Findings

Under the law

Kevin Lewis

September 11, 2017

Lawyer, Interrupted: Gender Bias in Oral Arguments at the US Supreme Court
Dana Patton & Joseph Smith
Journal of Law and Courts, Fall 2017, Pages 337-361

Abstract:

We examine gender bias in political institutions through a novel lens: oral arguments at the US Supreme Court. We ask whether female lawyers are afforded less speaking time during oral arguments compared to male lawyers. We posit that justices, while highly educated and more aware than most of laws requiring equal treatment, may be influenced by gender schemas that result in unconscious biased treatment of male and female lawyers. Applying automated content analysis to the transcripts of 3,583 oral arguments, we find that female lawyers are interrupted earlier, allowed to speak for less time between interruptions, and subjected to more and longer speeches by the justices compared to their male counterparts. However, this pattern is reversed during oral arguments involving gender-related cases. Our most novel and significant theoretical finding is that gender negates the well-documented positive effect of being on the winning side of a case.
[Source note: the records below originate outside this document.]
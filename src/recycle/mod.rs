// src/recycle/mod.rs

//! Reference-counted pools with deferred teardown
//!
//! A [`Recycler`] owns at most one expensive entity (a root shell, a broker
//! link) and hands out [`Recyclable`] handles to it. The entity is built
//! lazily on first acquisition and torn down only after the last handle has
//! been released *and* a grace delay (15 s by default) has elapsed without a
//! new acquisition. Rapid sequential installs therefore share one channel
//! instead of reconnecting every time.
//!
//! # Example
//!
//! ```ignore
//! use sideloader::recycle::Recycler;
//!
//! let pool = Recycler::new(ShellFactory::new("su"));
//! let shell = pool.acquire()?;
//! shell.entity().exec(&["id"]).await?;
//! drop(shell); // teardown is armed, not executed
//! ```

mod manager;

pub use manager::RecyclerManager;

use crate::error::{Error, Result};
use parking_lot::Mutex;
use std::fmt;
use std::ops::Deref;
use std::sync::atomic::{AtomicBool, Ordering};
use std::sync::{Arc, OnceLock, Weak};
use std::time::Duration;
use tokio::runtime::{Builder, Handle, Runtime};
use tokio::task::JoinHandle;
use tracing::{debug, error, warn};

/// Default grace period between the last release and teardown
pub const DEFAULT_RECYCLE_DELAY: Duration = Duration::from_secs(15);

/// Builds and destroys the entity a [`Recycler`] manages
pub trait RecycleFactory<T: ?Sized>: Send + Sync + 'static {
    /// Name used in log messages
    fn name(&self) -> &str;

    /// Construct a fresh entity
    fn make(&self) -> Result<Arc<T>>;

    /// Release the entity's own resources
    fn shutdown(&self, _entity: &T) -> Result<()> {
        Ok(())
    }

    /// Runs after every teardown; releases chained child resources
    fn on_recycle(&self) -> Result<()> {
        Ok(())
    }
}

struct PoolState<T: ?Sized> {
    entity: Option<Arc<T>>,
    /// Bumped each time a new entity is built
    epoch: u64,
    count: usize,
    timer: Option<JoinHandle<()>>,
    /// Bumped on every arm/cancel; a timer only fires for its own generation
    generation: u64,
    closed: bool,
}

struct Inner<T: ?Sized> {
    factory: Box<dyn RecycleFactory<T>>,
    delay: Duration,
    state: Mutex<PoolState<T>>,
}

/// Pool holding at most one live entity of type `T`
pub struct Recycler<T: ?Sized> {
    inner: Arc<Inner<T>>,
}

impl<T: ?Sized> Clone for Recycler<T> {
    fn clone(&self) -> Self {
        Self {
            inner: Arc::clone(&self.inner),
        }
    }
}

impl<T: ?Sized + Send + Sync + 'static> Recycler<T> {
    /// Create a pool with the default recycle delay
    pub fn new<F: RecycleFactory<T>>(factory: F) -> Self {
        Self::with_delay(factory, DEFAULT_RECYCLE_DELAY)
    }

    /// Create a pool with a custom recycle delay
    pub fn with_delay<F: RecycleFactory<T>>(factory: F, delay: Duration) -> Self {
        Self {
            inner: Arc::new(Inner {
                factory: Box::new(factory),
                delay,
                state: Mutex::new(PoolState {
                    entity: None,
                    epoch: 0,
                    count: 0,
                    timer: None,
                    generation: 0,
                    closed: false,
                }),
            }),
        }
    }

    pub fn name(&self) -> &str {
        self.inner.factory.name()
    }

    pub fn delay(&self) -> Duration {
        self.inner.delay
    }

    /// Take a handle to the pooled entity, building it if necessary
    ///
    /// Cancels any pending teardown. Factory errors are returned as-is and
    /// leave the pool empty.
    pub fn acquire(&self) -> Result<Recyclable<T>> {
        let mut state = self.inner.state.lock();
        if state.closed {
            return Err(Error::InvalidState(format!(
                "recycler '{}' is closed",
                self.name()
            )));
        }

        if let Some(timer) = state.timer.take() {
            timer.abort();
            debug!("Recycler[{}]: pending teardown cancelled", self.name());
        }
        state.generation += 1;

        let entity = match &state.entity {
            Some(entity) => Arc::clone(entity),
            None => {
                let entity = self.inner.factory.make()?;
                state.epoch += 1;
                state.entity = Some(Arc::clone(&entity));
                debug!("Recycler[{}]: entity created", self.name());
                entity
            }
        };
        state.count += 1;

        Ok(Recyclable {
            entity,
            epoch: state.epoch,
            pool: Arc::downgrade(&self.inner),
            recycled: AtomicBool::new(false),
        })
    }

    /// Tear the entity down now, ignoring outstanding handles
    ///
    /// Handles acquired before this call stay usable as plain references
    /// but no longer count towards the new entity.
    pub fn recycle_forcibly(&self) {
        let torn_down = {
            let mut state = self.inner.state.lock();
            Inner::cancel_timer(&mut state);
            state.count = 0;
            self.inner.teardown_locked(&mut state)
        };
        if torn_down {
            self.inner.after_teardown();
        }
    }

    /// Tear the entity down only if it is still the one built at `epoch`
    ///
    /// Lets a holder of a dead handle discard it without destroying a
    /// replacement another holder already built. Returns whether a teardown
    /// happened.
    pub fn recycle_if_epoch(&self, epoch: u64) -> bool {
        let torn_down = {
            let mut state = self.inner.state.lock();
            if state.entity.is_none() || state.epoch != epoch {
                debug!(
                    "Recycler[{}]: epoch {} already replaced, keeping current entity",
                    self.name(),
                    epoch
                );
                return false;
            }
            Inner::cancel_timer(&mut state);
            state.count = 0;
            self.inner.teardown_locked(&mut state)
        };
        if torn_down {
            self.inner.after_teardown();
        }
        torn_down
    }

    /// Close the pool; later acquisitions fail
    pub fn close(&self) {
        let torn_down = {
            let mut state = self.inner.state.lock();
            state.closed = true;
            Inner::cancel_timer(&mut state);
            state.count = 0;
            self.inner.teardown_locked(&mut state)
        };
        if torn_down {
            self.inner.after_teardown();
        }
        debug!("Recycler[{}]: closed", self.name());
    }

    pub fn reference_count(&self) -> usize {
        self.inner.state.lock().count
    }

    /// Whether an entity is currently built
    pub fn is_live(&self) -> bool {
        self.inner.state.lock().entity.is_some()
    }

    pub fn is_closed(&self) -> bool {
        self.inner.state.lock().closed
    }
}

impl<T: ?Sized + 'static> fmt::Debug for Recycler<T> {
    fn fmt(&self, f: &mut fmt::Formatter<'_>) -> fmt::Result {
        let state = self.inner.state.lock();
        f.debug_struct("Recycler")
            .field("name", &self.inner.factory.name())
            .field("count", &state.count)
            .field("live", &state.entity.is_some())
            .field("closed", &state.closed)
            .finish()
    }
}

impl<T: ?Sized + Send + Sync + 'static> Inner<T> {
    fn cancel_timer(state: &mut PoolState<T>) {
        if let Some(timer) = state.timer.take() {
            timer.abort();
        }
        state.generation += 1;
    }

    /// Drop one reference taken at `epoch`
    fn release(self: &Arc<Self>, epoch: u64) {
        let mut state = self.state.lock();
        if state.entity.is_none() || state.epoch != epoch {
            // Handle outlived a forced recycle
            return;
        }
        state.count = state.count.saturating_sub(1);
        if state.count > 0 || state.closed {
            return;
        }

        Self::cancel_timer(&mut state);
        let generation = state.generation;
        let Some(handle) = timer_runtime() else {
            warn!(
                "Recycler[{}]: no timer runtime, tearing down immediately",
                self.factory.name()
            );
            let torn_down = self.teardown_locked(&mut state);
            drop(state);
            if torn_down {
                self.after_teardown();
            }
            return;
        };

        let weak = Arc::downgrade(self);
        let delay = self.delay;
        state.timer = Some(handle.spawn(async move {
            tokio::time::sleep(delay).await;
            if let Some(inner) = weak.upgrade() {
                inner.expire(generation);
            }
        }));
        debug!(
            "Recycler[{}]: teardown armed for {:?}",
            self.factory.name(),
            delay
        );
    }

    fn expire(&self, generation: u64) {
        let torn_down = {
            let mut state = self.state.lock();
            if state.generation != generation || state.count > 0 {
                return;
            }
            state.timer = None;
            self.teardown_locked(&mut state)
        };
        if torn_down {
            self.after_teardown();
        }
    }

    /// Remove and shut down the entity while the lock is held
    fn teardown_locked(&self, state: &mut PoolState<T>) -> bool {
        let Some(entity) = state.entity.take() else {
            return false;
        };
        if let Err(e) = self.factory.shutdown(&entity) {
            error!("Recycler[{}]: shutdown failed: {}", self.factory.name(), e);
        }
        debug!("Recycler[{}]: entity torn down", self.factory.name());
        true
    }

    fn after_teardown(&self) {
        if let Err(e) = self.factory.on_recycle() {
            error!(
                "Recycler[{}]: on_recycle hook failed: {}",
                self.factory.name(),
                e
            );
        }
    }
}

/// Runtime that executes deferred teardown
///
/// Uses the caller's runtime when there is one, otherwise a single-worker
/// background runtime started on first use.
fn timer_runtime() -> Option<Handle> {
    if let Ok(handle) = Handle::try_current() {
        return Some(handle);
    }

    static BACKGROUND: OnceLock<Option<Runtime>> = OnceLock::new();
    BACKGROUND
        .get_or_init(|| {
            Builder::new_multi_thread()
                .worker_threads(1)
                .thread_name("recycler-timer")
                .enable_time()
                .build()
                .map_err(|e| error!("Failed to start recycler timer runtime: {}", e))
                .ok()
        })
        .as_ref()
        .map(|rt| rt.handle().clone())
}

/// Caller-held handle to a pooled entity
///
/// Releasing is idempotent: [`Recyclable::recycle`] may be called any number
/// of times, from any thread, and the pool sees exactly one release. Dropping
/// the handle releases it too.
pub struct Recyclable<T: ?Sized + Send + Sync + 'static> {
    entity: Arc<T>,
    epoch: u64,
    pool: Weak<Inner<T>>,
    recycled: AtomicBool,
}

impl<T: ?Sized + Send + Sync + 'static> Recyclable<T> {
    pub fn entity(&self) -> &Arc<T> {
        &self.entity
    }

    /// Build number of the entity this handle refers to
    pub fn epoch(&self) -> u64 {
        self.epoch
    }

    /// Whether the pool still holds the entity this handle refers to
    pub fn is_current(&self) -> bool {
        self.pool.upgrade().is_some_and(|pool| {
            let state = pool.state.lock();
            state.entity.is_some() && state.epoch == self.epoch
        })
    }

    /// Give the reference back to the pool
    pub fn recycle(&self) {
        if self
            .recycled
            .compare_exchange(false, true, Ordering::AcqRel, Ordering::Acquire)
            .is_err()
        {
            return;
        }
        if let Some(pool) = self.pool.upgrade() {
            pool.release(self.epoch);
        }
    }

    pub fn is_recycled(&self) -> bool {
        self.recycled.load(Ordering::Acquire)
    }
}

impl<T: ?Sized + Send + Sync + 'static> Deref for Recyclable<T> {
    type Target = T;

    fn deref(&self) -> &T {
        &self.entity
    }
}

impl<T: ?Sized + Send + Sync + 'static> Drop for Recyclable<T> {
    fn drop(&mut self) {
        self.recycle();
    }
}

impl<T: ?Sized + Send + Sync + 'static> fmt::Debug for Recyclable<T> {
    fn fmt(&self, f: &mut fmt::Formatter<'_>) -> fmt::Result {
        f.debug_struct("Recyclable")
            .field("epoch", &self.epoch)
            .field("recycled", &self.is_recycled())
            .finish()
    }
}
Someone like Me: Descriptive Representation and Support for Supreme Court Nominees
Alex Badas & Katelyn Stauffer
Political Research Quarterly, forthcoming

Abstract:

Extant research on public support for judicial nominees finds that ideological congruence with the nominee is the most important factor in an individual’s decision to support a nominee. The research presented in this article develops the theory that for individuals from underrepresented groups, a shared descriptive identity with the nominee will moderate the negative effect of ideological distance. We test our theory using the nominations of Clarence Thomas, Elena Kagan, and Sonia Sotomayor. Furthermore, we conduct placebo tests to determine whether the effect of ideology is moderated for underrepresented groups when a shared descriptive identity is not present. We find that in the context of the Thomas nomination, a shared racial identity led to increased support for Thomas among liberal African Americans. We find similar effects in the case of Kagan and conservative women. In the case of Sotomayor, we find that a shared ethnic identity led to increased support among conservative Latinos, regardless of gender. We conclude by discussing the implications our findings have for descriptive representation and presidential selection of judicial nominees.
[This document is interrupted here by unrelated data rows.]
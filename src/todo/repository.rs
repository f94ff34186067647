//! Todo storage.

use dashmap::DashMap;
use tracing::debug;
use uuid::Uuid;

use super::TodoItem;

/// Synchronous CRUD access to todo items.
///
/// Every operation is atomic on its own. Nothing spans two calls: an `add`
/// racing an `all` may or may not be included in the snapshot.
pub trait TodoRepository: Send + Sync + 'static {
    /// Stores `item` under a freshly generated key and writes that key back
    /// into `item.key`. Any key the caller set is discarded.
    fn add(&self, item: &mut TodoItem);

    /// Snapshot of every stored item, in no particular order.
    fn all(&self) -> Vec<TodoItem>;

    fn find(&self, key: &str) -> Option<TodoItem>;

    /// Replaces the record under `item.key` wholesale, inserting it if the
    /// key is unknown. Callers that need "update only if present" check with
    /// [`find`](TodoRepository::find) first.
    fn update(&self, item: TodoItem);

    /// Removes and returns the record under `key`. Absent keys yield `None`.
    fn remove(&self, key: &str) -> Option<TodoItem>;
}

/// In-memory repository over a sharded concurrent map.
pub struct MemoryRepository {
    todos: DashMap<String, TodoItem>,
}

impl MemoryRepository {
    /// A repository seeded with a single item named `"Item1"`.
    pub fn new() -> Self {
        let repo = Self::empty();
        repo.add(&mut TodoItem::new("Item1"));
        repo
    }

    pub fn empty() -> Self {
        Self { todos: DashMap::new() }
    }

    pub fn len(&self) -> usize {
        self.todos.len()
    }

    pub fn is_empty(&self) -> bool {
        self.todos.is_empty()
    }
}

impl Default for MemoryRepository {
    fn default() -> Self { Self::new() }
}

impl TodoRepository for MemoryRepository {
    fn add(&self, item: &mut TodoItem) {
        item.key = Uuid::new_v4().to_string();
        debug!(key = %item.key, "todo added");
        self.todos.insert(item.key.clone(), item.clone());
    }

    fn all(&self) -> Vec<TodoItem> {
        self.todos.iter().map(|entry| entry.value().clone()).collect()
    }

    fn find(&self, key: &str) -> Option<TodoItem> {
        self.todos.get(key).map(|entry| entry.value().clone())
    }

    fn update(&self, item: TodoItem) {
        self.todos.insert(item.key.clone(), item);
    }

    fn remove(&self, key: &str) -> Option<TodoItem> {
        self.todos.remove(key).map(|(_, item)| item)
    }
}
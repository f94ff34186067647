//! Todo items: the data model, its repository, and the HTTP handlers.

mod api;
mod repository;

pub use api::routes;
pub use repository::{MemoryRepository, TodoRepository};

use serde::{Deserialize, Serialize};

/// A todo item as stored and as sent on the wire.
///
/// `key` is assigned by the repository on [`TodoRepository::add`]; whatever a
/// client sends there on creation is discarded.
#[derive(Clone, Debug, Default, Deserialize, Eq, PartialEq, Serialize)]
#[serde(default, rename_all = "camelCase")]
pub struct TodoItem {
    pub key: String,
    pub name: String,
    pub is_complete: bool,
}

impl TodoItem {
    pub fn new(name: impl Into<String>) -> Self {
        Self { name: name.into(), ..Self::default() }
    }
}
The Negative Effect Fallacy: A Case Study of Incorrect Statistical Reasoning by Federal Courts
Ryan Enos, Anthony Fowler & Christopher Havasy
Journal of Empirical Legal Studies, September 2017, Pages 618–647

Abstract:

This article examines the negative effect fallacy, a flawed statistical argument first utilized by the Warren Court in Elkins v. United States. The Court argued that empirical evidence could not determine whether the exclusionary rule prevents future illegal searches and seizures because “it is never easy to prove a negative,” inappropriately conflating the philosophical and arithmetic definitions of the word negative. Subsequently, the Court has repeated this mistake in other domains, including free speech, voting rights, and campaign finance. The fallacy has also proliferated into the federal circuit and district court levels. Narrowly, our investigation aims to eradicate the use of the negative effect fallacy in federal courts. More broadly, we highlight several challenges and concerns with the increasing use of statistical reasoning in court decisions. As courts continue to evaluate statistical and empirical questions, we recommend that they evaluate the evidence on its own merit rather than relying on convenient arguments embedded in precedent.
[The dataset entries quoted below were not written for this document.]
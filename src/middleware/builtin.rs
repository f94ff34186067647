//! Built-in middleware.

use tracing::info;
use uuid::Uuid;

use super::{keys, EnvMiddleware, Environment, Flow, Middleware};
use crate::error::Error;
use crate::request::{Parts, Request};
use crate::response::Response;

/// Logs the start and end of its scope around everything inside it.
pub struct ScopeLogger {
    label: String,
}

impl ScopeLogger {
    pub fn new(label: impl Into<String>) -> Self {
        Self { label: label.into() }
    }
}

impl Middleware for ScopeLogger {
    fn name(&self) -> &str {
        &self.label
    }

    fn before(&self, req: &mut Request) -> Result<Flow, Error> {
        info!(scope = %self.label, method = %req.method(), path = req.path(), "begin middleware handling");
        Ok(Flow::Continue)
    }

    fn after(&self, _req: &Parts, res: &mut Response) -> Result<(), Error> {
        info!(scope = %self.label, status = res.status_code(), "end middleware handling");
        Ok(())
    }
}

/// Logs the names of the incoming request headers, read through the
/// environment projection.
pub struct HeaderLogger;

impl EnvMiddleware for HeaderLogger {
    fn name(&self) -> &str {
        "header-logger"
    }

    fn before(&self, env: &mut Environment) -> Result<Flow, Error> {
        let names = env.headers(keys::REQUEST_HEADERS)
            .map(|h| h.keys().map(String::as_str).collect::<Vec<_>>().join(", "))
            .unwrap_or_default();
        info!(key = keys::REQUEST_HEADERS, header_names = %names, "request headers");
        Ok(Flow::Continue)
    }
}

/// Tags every request with an id and echoes it on the response.
///
/// The id comes from the incoming `x-request-id` header when present,
/// otherwise a fresh UUID. It is stored as request metadata under
/// [`RequestId::KEY`].
pub struct RequestId;

impl RequestId {
    pub const KEY: &'static str = "requestId";
    const HEADER: &'static str = "x-request-id";
}

impl Middleware for RequestId {
    fn name(&self) -> &str {
        "request-id"
    }

    fn before(&self, req: &mut Request) -> Result<Flow, Error> {
        let id = match req.header(Self::HEADER) {
            Some(id) if !id.is_empty() => id.to_owned(),
            _ => Uuid::new_v4().to_string(),
        };
        req.set_metadata(Self::KEY, id);
        Ok(Flow::Continue)
    }

    fn after(&self, req: &Parts, res: &mut Response) -> Result<(), Error> {
        if let Some(id) = req.metadata(Self::KEY) {
            res.set_header(Self::HEADER, id);
        }
        Ok(())
    }
}
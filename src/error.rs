//! Unified error type.

/// The error type returned by strata's fallible operations.
///
/// Application-level outcomes (400, 404, 405) are expressed as HTTP
/// [`Response`](crate::Response) values, not as `Error`s. This type surfaces
/// infrastructure failures and faults raised inside the pipeline. A fault is
/// never caught by the pipeline: it unwinds through every entered unit and
/// reaches the server, which logs it and answers `500`.
#[derive(Debug, thiserror::Error)]
pub enum Error {
    #[error("io: {0}")]
    Io(#[from] std::io::Error),

    #[error("json: {0}")]
    Json(#[from] serde_json::Error),

    /// A header name or value written through an environment projection is
    /// not valid on the wire.
    #[error("invalid header `{name}`")]
    InvalidHeader { name: String },

    /// A middleware unit or handler gave up on the request.
    #[error("fault in `{unit}`: {message}")]
    Fault { unit: String, message: String },

    /// The rolling log file could not be opened.
    #[error("log sink: {0}")]
    LogSink(#[from] tracing_appender::rolling::InitError),

    #[error("config: {0}")]
    Config(#[from] Box<figment::Error>),
}

impl Error {
    pub fn fault(unit: impl Into<String>, message: impl Into<String>) -> Self {
        Self::Fault { unit: unit.into(), message: message.into() }
    }
}

impl From<figment::Error> for Error {
    fn from(e: figment::Error) -> Self {
        Self::Config(Box::new(e))
    }
}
Friends You Can Trust: A Signaling Theory of Interest Group Litigation Before the U.S. Supreme Court
Lucia Manzi & Matthew Hall
Law & Society Review, September 2017, Pages 704–734

Abstract:

How do interest groups influence U.S. Supreme Court justices to vote in favor of their preferred outcomes? Following prior research on the influence of the Solicitor General, we develop and expand on the signaling theory of interest group influence via amicus curie briefs. We argue that an interest group's ideological reputation and the nature of the ideological signal it sends in its brief both function as powerful heuristics that convey information to the justices depending on the justices' own ideological preferences. When an organization files an amicus brief advocating for an outcome seemingly contrary to its traditional preferences (i.e., an unexpected signal), this signal should be more noticeable and credible than a signal in accordance with a group's conventional views (i.e., an expected signal). However, unexpected signals should have greater influence on justices who share the brief filer's preferences. We test our signaling theory on the terms from 1991 through 2002. We find that unexpected signals (but not expected signals) are associated with Supreme Court voting, and the influence of unexpected signals appears to be particularly strong among justices who share the ideological preferences of the brief filer.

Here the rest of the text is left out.